- **How to complete this task**
For the entries that follow, count the lines containing the string "JsonRpcErrorCode" and write only the number.

*** Opening Data to process ***

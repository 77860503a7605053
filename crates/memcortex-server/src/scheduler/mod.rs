//! The concurrent request scheduler (C6): three interchangeable
//! strategies — worker pool, batch processor, pipeline — sharing one
//! metrics shape and one cancellation contract.
//!
//! All three sit between the dispatcher and its middleware chain:
//! `submit` takes the unit of work (typically `dispatcher.dispatch(...)`
//! boxed as a future) and returns its result, or a [`SchedulerError`] if
//! the request was rejected, cancelled, or its worker panicked.

use std::future::Future;
use std::pin::Pin;
use std::sync::atomic::{AtomicU64, Ordering};
use std::sync::Arc;
use std::time::{Duration, Instant};

use serde::Serialize;
use tokio::sync::{mpsc, oneshot, Mutex as AsyncMutex};
use tracing::warn;

use memcortex_protocol::{JsonRpcError, JsonRpcErrorCode};

pub mod front;
pub use front::RequestScheduler;

type BoxFuture<T> = Pin<Box<dyn Future<Output = T> + Send>>;

/// Errors the scheduler itself can produce, distinct from the handler's
/// own [`memcortex_protocol::MemoryError`].
#[derive(Debug, thiserror::Error)]
pub enum SchedulerError {
    /// The bounded queue was full at submission time.
    #[error("scheduler queue is full")]
    Overloaded,
    /// The caller's cancellation signal fired before the task finished.
    #[error("request was cancelled")]
    Cancelled,
    /// The worker task panicked or its channel was dropped.
    #[error("worker task failed: {0}")]
    WorkerFailed(String),
    /// The scheduler is shutting down and accepts no further work.
    #[error("scheduler is shut down")]
    ShuttingDown,
}

impl From<SchedulerError> for JsonRpcError {
    fn from(error: SchedulerError) -> Self {
        let code = match error {
            SchedulerError::Overloaded => JsonRpcErrorCode::Overloaded,
            SchedulerError::Cancelled => JsonRpcErrorCode::ApplicationError(-32006),
            SchedulerError::WorkerFailed(_) => JsonRpcErrorCode::InternalError,
            SchedulerError::ShuttingDown => JsonRpcErrorCode::Overloaded,
        };
        Self {
            code: code.code(),
            message: error.to_string(),
            data: None,
        }
    }
}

*** Closing Data to process ***

- **Your response**
5